Yanagihara (The People in the Trees, 2013) takes the still-bold leap of writing about characters who don’t share her background; in addition to being male, JB is African-American, Malcolm has a black father and white mother, Willem is white, and “Jude’s race was undetermined”—deserted at birth, he was raised in a monastery and had an unspeakably traumatic childhood that’s revealed slowly over the course of the book. Two of them are gay, one straight and one bisexual. There isn’t a single significant female character, and for a long novel, there isn’t much plot. There aren’t even many markers of what’s happening in the outside world; Jude moves to a loft in SoHo as a young man, but we don’t see the neighborhood change from gritty artists’ enclave to glitzy tourist destination. What we get instead is an intensely interior look at the friends’ psyches and relationships, and it’s utterly enthralling.
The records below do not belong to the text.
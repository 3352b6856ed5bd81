use crate::{
    db::enums::{AccountType, Currency},
    schema::{brokerage_deposit_links, deposit_account_balances, deposit_accounts},
};
use bigdecimal::BigDecimal;
use chrono::{DateTime, Utc};
use diesel::{prelude::*, result::DatabaseErrorKind, result::Error as DieselError};
use diesel_async::{AsyncPgConnection, RunQueryDsl};
use serde::{Deserialize, Serialize};
use uuid::Uuid;

#[derive(Clone, Debug, Deserialize, Identifiable, Queryable, Selectable, Serialize)]
#[diesel(table_name = deposit_accounts)]
pub struct DepositAccount {
    pub id: Uuid,
    pub wallet_id: Uuid,
    pub bank_id: Uuid,
    pub name: String,
    pub account_type: AccountType,
    pub currency: Currency,
    #[serde(skip_serializing)]
    pub account_number_enc: Vec<u8>,
    #[serde(skip_serializing)]
    pub account_number_fp: String,
    #[serde(skip_serializing)]
    pub iban_enc: Option<Vec<u8>>,
    #[serde(skip_serializing)]
    pub iban_fp: Option<String>,
    pub created_at: DateTime<Utc>,
    pub updated_at: DateTime<Utc>,
}

#[derive(Clone, Debug, Insertable)]
#[diesel(table_name = deposit_accounts)]
pub struct NewDepositAccount {
    pub wallet_id: Uuid,
    pub bank_id: Uuid,
    pub name: String,
    pub account_type: AccountType,
    pub currency: Currency,
    pub account_number_enc: Vec<u8>,
    pub account_number_fp: String,
    pub iban_enc: Option<Vec<u8>>,
    pub iban_fp: Option<String>,
}

#[derive(Clone, Debug, Deserialize, Identifiable, Queryable, Selectable, Serialize)]
#[diesel(primary_key(account_id))]
#[diesel(table_name = deposit_account_balances)]
pub struct DepositAccountBalance {
    pub account_id: Uuid,
    pub available: BigDecimal,
    pub blocked: BigDecimal,
    pub updated_at: DateTime<Utc>,
}

/// Association row pairing a brokerage account with the deposit account that
/// settles its cash, one per currency.
#[derive(Clone, Debug, Deserialize, Identifiable, Queryable, Selectable, Serialize)]
#[diesel(table_name = brokerage_deposit_links)]
pub struct BrokerageDepositLink {
    pub id: Uuid,
    pub brokerage_account_id: Uuid,
    pub deposit_account_id: Uuid,
    pub currency: Currency,
}

pub enum DepositCreateOutcome {
    Created(DepositAccount),
    Duplicate,
}

impl DepositAccount {
    pub async fn find(conn: &mut AsyncPgConnection, id: Uuid) -> QueryResult<Option<DepositAccount>> {
        deposit_accounts::table
            .find(id)
            .select(DepositAccount::as_select())
            .first(conn)
            .await
            .optional()
    }

    pub async fn list_for_wallets(
        conn: &mut AsyncPgConnection,
        wallet_ids: &[Uuid],
    ) -> QueryResult<Vec<DepositAccount>> {
        deposit_accounts::table
            .filter(deposit_accounts::wallet_id.eq_any(wallet_ids))
            .order_by(deposit_accounts::created_at.asc())
            .select(DepositAccount::as_select())
            .load(conn)
            .await
    }

    /// Creates the account and its zeroed balance row. The fingerprint
    /// uniqueness catches re-imports of the same bank account.
    pub async fn create(
        conn: &mut AsyncPgConnection,
        row: NewDepositAccount,
    ) -> QueryResult<DepositCreateOutcome> {
        let inserted = diesel::insert_into(deposit_accounts::table)
            .values(&row)
            .returning(DepositAccount::as_returning())
            .get_result(conn)
            .await;
        let account = match inserted {
            Ok(account) => account,
            Err(DieselError::DatabaseError(DatabaseErrorKind::UniqueViolation, _)) => {
                return Ok(DepositCreateOutcome::Duplicate)
            },
            Err(e) => return Err(e),
        };
        diesel::insert_into(deposit_account_balances::table)
            .values(deposit_account_balances::account_id.eq(account.id))
            .execute(conn)
            .await?;
        Ok(DepositCreateOutcome::Created(account))
    }

    pub async fn delete(conn: &mut AsyncPgConnection, id: Uuid) -> QueryResult<bool> {
        let deleted = diesel::delete(deposit_accounts::table.find(id))
            .execute(conn)
            .await?;
        Ok(deleted > 0)
    }
}

impl DepositAccountBalance {
    pub async fn get(
        conn: &mut AsyncPgConnection,
        account_id: Uuid,
    ) -> QueryResult<Option<DepositAccountBalance>> {
        deposit_account_balances::table
            .find(account_id)
            .select(DepositAccountBalance::as_select())
            .first(conn)
            .await
            .optional()
    }

    pub async fn set_available(
        conn: &mut AsyncPgConnection,
        account_id: Uuid,
        available: &BigDecimal,
    ) -> QueryResult<()> {
        diesel::update(deposit_account_balances::table.find(account_id))
            .set((
                deposit_account_balances::available.eq(available),
                deposit_account_balances::updated_at.eq(diesel::dsl::now),
            ))
            .execute(conn)
            .await?;
        Ok(())
    }
}

impl BrokerageDepositLink {
    pub async fn create(
        conn: &mut AsyncPgConnection,
        brokerage_account_id: Uuid,
        deposit_account_id: Uuid,
        currency: Currency,
    ) -> QueryResult<BrokerageDepositLink> {
        diesel::insert_into(brokerage_deposit_links::table)
            .values((
                brokerage_deposit_links::brokerage_account_id.eq(brokerage_account_id),
                brokerage_deposit_links::deposit_account_id.eq(deposit_account_id),
                brokerage_deposit_links::currency.eq(currency),
            ))
            .returning(BrokerageDepositLink::as_returning())
            .get_result(conn)
            .await
    }

    /// Resolves where a brokerage event's cash settles.
    pub async fn resolve_deposit(
        conn: &mut AsyncPgConnection,
        brokerage_account_id: Uuid,
        currency: Currency,
    ) -> QueryResult<Option<DepositAccount>> {
        brokerage_deposit_links::table
            .inner_join(deposit_accounts::table)
            .filter(brokerage_deposit_links::brokerage_account_id.eq(brokerage_account_id))
            .filter(brokerage_deposit_links::currency.eq(currency))
            .select(DepositAccount::as_select())
            .first(conn)
            .await
            .optional()
    }

    pub async fn list_for_brokerage(
        conn: &mut AsyncPgConnection,
        brokerage_account_id: Uuid,
    ) -> QueryResult<Vec<BrokerageDepositLink>> {
        brokerage_deposit_links::table
            .filter(brokerage_deposit_links::brokerage_account_id.eq(brokerage_account_id))
            .select(BrokerageDepositLink::as_select())
            .load(conn)
            .await
    }
}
The four men think about work and creativity and success and failure; they cook for each other, compete with each other and jostle for each other’s affection. JB bases his entire artistic career on painting portraits of his friends, while Malcolm takes care of them by designing their apartments and houses. When Jude, as an adult, is adopted by his favorite Harvard law professor, his friends join him for Thanksgiving in Cambridge every year. And when Willem becomes a movie star, they all bask in his glow. Eventually, the tone darkens and the story narrows to focus on Jude as the pain of his past cuts deep into his carefully constructed life.  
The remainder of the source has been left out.